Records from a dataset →
____

//! Fixed-budget quota limiter: a per-minute sliding budget plus a rolling daily budget.
//!
//! Guards expensive endpoints (outbound model calls, report generation) where a short
//! burst budget alone is not enough: each key gets N requests per trailing minute and M
//! per rolling day. Denials consume neither budget, so a caller bouncing off the minute
//! budget does not burn through its daily allowance.

// self
use crate::{
	_prelude::*,
	decision::{Decision, RetryDirective},
	key::ClientKey,
	obs::{self, CheckOutcome, CheckSpan, LimiterKind},
	policy::QuotaPolicy,
};

/// Per-key quota state: recent in-minute requests plus the rolling day counter.
#[derive(Clone, Debug)]
struct QuotaBucket {
	recent: VecDeque<OffsetDateTime>,
	day_count: u32,
	day_started_at: OffsetDateTime,
}
impl QuotaBucket {
	fn new(now: OffsetDateTime) -> Self {
		Self { recent: VecDeque::new(), day_count: 0, day_started_at: now }
	}

	fn roll_day(&mut self, now: OffsetDateTime, day_window: Duration) {
		if now - self.day_started_at >= day_window {
			self.day_count = 0;
			self.day_started_at = now;
		}
	}

	fn prune(&mut self, cutoff: OffsetDateTime) {
		while let Some(&front) = self.recent.front() {
			if front < cutoff {
				self.recent.pop_front();
			} else {
				break;
			}
		}
	}
}

type QuotaMap = Arc<RwLock<HashMap<ClientKey, QuotaBucket>>>;

/// Dual-budget request counter enforcing per-minute and per-day allowances.
///
/// Clones share the underlying store, mirroring [`crate::limiter::RateLimiter`].
#[derive(Clone, Debug, Default)]
pub struct QuotaLimiter {
	policy: QuotaPolicy,
	buckets: QuotaMap,
}
impl QuotaLimiter {
	/// Creates a limiter with the default policy (5 per minute, 20 per day).
	pub fn new() -> Self {
		Self::default()
	}

	/// Creates a limiter after validating the provided policy.
	pub fn with_policy(policy: QuotaPolicy) -> Result<Self> {
		policy.validate()?;

		Ok(Self { policy, buckets: Default::default() })
	}

	/// Returns the policy governing this limiter.
	pub fn policy(&self) -> &QuotaPolicy {
		&self.policy
	}

	/// Evaluates `key` against both budgets at the current UTC instant.
	pub fn check(&self, key: &ClientKey) -> Decision {
		self.check_at(key, OffsetDateTime::now_utc())
	}

	/// Evaluates `key` against both budgets at `now`.
	///
	/// The day counter rolls forward once the day window has fully elapsed. The minute
	/// budget is consulted first: a denial reports when the oldest in-window request ages
	/// out. A spent daily budget reports the start of the next day window instead.
	pub fn check_at(&self, key: &ClientKey, now: OffsetDateTime) -> Decision {
		const KIND: LimiterKind = LimiterKind::Quota;

		let _span = CheckSpan::new(KIND, "check").entered();
		let mut buckets = self.buckets.write();
		let bucket = buckets.entry(key.clone()).or_insert_with(|| QuotaBucket::new(now));

		bucket.roll_day(now, self.policy.day_window);
		bucket.prune(now - self.policy.minute_window);

		if bucket.recent.len() >= self.policy.per_minute as usize {
			let oldest = bucket.recent.front().copied().unwrap_or(now);

			obs::record_check_outcome(KIND, CheckOutcome::DenyOverflow);

			return Decision::Deny(RetryDirective::until(
				oldest + self.policy.minute_window,
				now,
			));
		}
		if bucket.day_count >= self.policy.per_day {
			obs::record_check_outcome(KIND, CheckOutcome::DenyQuota);

			return Decision::Deny(RetryDirective::until(
				bucket.day_started_at + self.policy.day_window,
				now,
			));
		}

		bucket.recent.push_back(now);
		bucket.day_count += 1;

		obs::record_check_outcome(KIND, CheckOutcome::Allow);

		Decision::Allow
	}

	/// Evicts exhausted buckets at the current UTC instant and returns the evicted count.
	pub fn reap(&self) -> usize {
		self.reap_at(OffsetDateTime::now_utc())
	}

	/// Evicts buckets with no in-window requests once their day window has elapsed.
	///
	/// A bucket still inside its day window is retained even when the minute deque is
	/// empty; dropping it would forget the daily usage it tracks.
	pub fn reap_at(&self, now: OffsetDateTime) -> usize {
		let cutoff = now - self.policy.minute_window;
		let day_window = self.policy.day_window;
		let mut buckets = self.buckets.write();
		let before = buckets.len();

		buckets.retain(|_, bucket| {
			bucket.prune(cutoff);

			!bucket.recent.is_empty() || now - bucket.day_started_at < day_window
		});

		let reaped = before - buckets.len();

		obs::record_reaped(LimiterKind::Quota, reaped);

		reaped
	}

	/// Number of keys currently tracked.
	pub fn tracked_keys(&self) -> usize {
		self.buckets.read().len()
	}

	/// Returns `true` when no bucket is tracked.
	pub fn is_empty(&self) -> bool {
		self.buckets.read().is_empty()
	}
}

____

Exercise goal →
Each record must be transcribed word for word.

Answer box →
//! Fixed-budget quota limiter: a per-minute sliding budget plus a rolling daily budget.
//!
//! Guards expensive endpoints (outbound model calls, report generation) where a short
//! burst budget alone is not enough: each key gets N requests per trailing minute and M
//! per rolling day. Denials consume neither budget, so a caller bouncing off the minute
//! budget does not burn through its daily allowance.

// self
use crate::{
	_prelude::*,
	decision::{Decision, RetryDirective},
	key::ClientKey,
	obs::{self, CheckOutcome, CheckSpan, LimiterKind},
	policy::QuotaPolicy,
};

/// Per-key quota state: recent in-minute requests plus the rolling day counter.
#[derive(Clone, Debug)]
struct QuotaBucket {
	recent: VecDeque<OffsetDateTime>,
	day_count: u32,
	day_started_at: OffsetDateTime,
}
impl QuotaBucket {
	fn new(now: OffsetDateTime) -> Self {
		Self { recent: VecDeque::new(), day_count: 0, day_started_at: now }
	}

	fn roll_day(&mut self, now: OffsetDateTime, day_window: Duration) {
		if now - self.day_started_at >= day_window {
			self.day_count = 0;
			self.day_started_at = now;
		}
	}

	fn prune(&mut self, cutoff: OffsetDateTime) {
		while let Some(&front) = self.recent.front() {
			if front < cutoff {
				self.recent.pop_front();
			} else {
				break;
			}
		}
	}
}

type QuotaMap = Arc<RwLock<HashMap<ClientKey, QuotaBucket>>>;

/// Dual-budget request counter enforcing per-minute and per-day allowances.
///
/// Clones share the underlying store, mirroring [`crate::limiter::RateLimiter`].
#[derive(Clone, Debug, Default)]
pub struct QuotaLimiter {
	policy: QuotaPolicy,
	buckets: QuotaMap,
}
impl QuotaLimiter {
	/// Creates a limiter with the default policy (5 per minute, 20 per day).
	pub fn new() -> Self {
		Self::default()
	}

	/// Creates a limiter after validating the provided policy.
	pub fn with_policy(policy: QuotaPolicy) -> Result<Self> {
		policy.validate()?;

		Ok(Self { policy, buckets: Default::default() })
	}

	/// Returns the policy governing this limiter.
	pub fn policy(&self) -> &QuotaPolicy {
		&self.policy
	}

	/// Evaluates `key` against both budgets at the current UTC instant.
	pub fn check(&self, key: &ClientKey) -> Decision {
		self.check_at(key, OffsetDateTime::now_utc())
	}

	/// Evaluates `key` against both budgets at `now`.
	///
	/// The day counter rolls forward once the day window has fully elapsed. The minute
	/// budget is consulted first: a denial reports when the oldest in-window request ages
	/// out. A spent daily budget reports the start of the next day window instead.
	pub fn check_at(&self, key: &ClientKey, now: OffsetDateTime) -> Decision {
		const KIND: LimiterKind = LimiterKind::Quota;

		let _span = CheckSpan::new(KIND, "check").entered();
		let mut buckets = self.buckets.write();
		let bucket = buckets.entry(key.clone()).or_insert_with(|| QuotaBucket::new(now));

		bucket.roll_day(now, self.policy.day_window);
		bucket.prune(now - self.policy.minute_window);

		if bucket.recent.len() >= self.policy.per_minute as usize {
			let oldest = bucket.recent.front().copied().unwrap_or(now);

			obs::record_check_outcome(KIND, CheckOutcome::DenyOverflow);

			return Decision::Deny(RetryDirective::until(
				oldest + self.policy.minute_window,
				now,
			));
		}
		if bucket.day_count >= self.policy.per_day {
			obs::record_check_outcome(KIND, CheckOutcome::DenyQuota);

			return Decision::Deny(RetryDirective::until(
				bucket.day_started_at + self.policy.day_window,
				now,
			));
		}

		bucket.recent.push_back(now);
		bucket.day_count += 1;

		obs::record_check_outcome(KIND, CheckOutcome::Allow);

		Decision::Allow
	}

	/// Evicts exhausted buckets at the current UTC instant and returns the evicted count.
	pub fn reap(&self) -> usize {
		self.reap_at(OffsetDateTime::now_utc())
	}

	/// Evicts buckets with no in-window requests once their day window has elapsed.
	///
	/// A bucket still inside its day window is retained even when the minute deque is
	/// empty; dropping it would forget the daily usage it tracks.
	pub fn reap_at(&self, now: OffsetDateTime) -> usize {
		let cutoff = now - self.policy.minute_window;
		let day_window = self.policy.day_window;
		let mut buckets = self.buckets.write();
		let before = buckets.len();

		buckets.retain(|_, bucket| {
			bucket.prune(cutoff);

			!bucket.recent.is_empty() || now - bucket.day_started_at < day_window
		});

		let reaped = before - buckets.len();

		obs::record_reaped(LimiterKind::Quota, reaped);

		reaped
	}

	/// Number of keys currently tracked.
	pub fn tracked_keys(&self) -> usize {
		self.buckets.read().len()
	}

	/// Returns `true` when no bucket is tracked.
	pub fn is_empty(&self) -> bool {
		self.buckets.read().is_empty()
	}
}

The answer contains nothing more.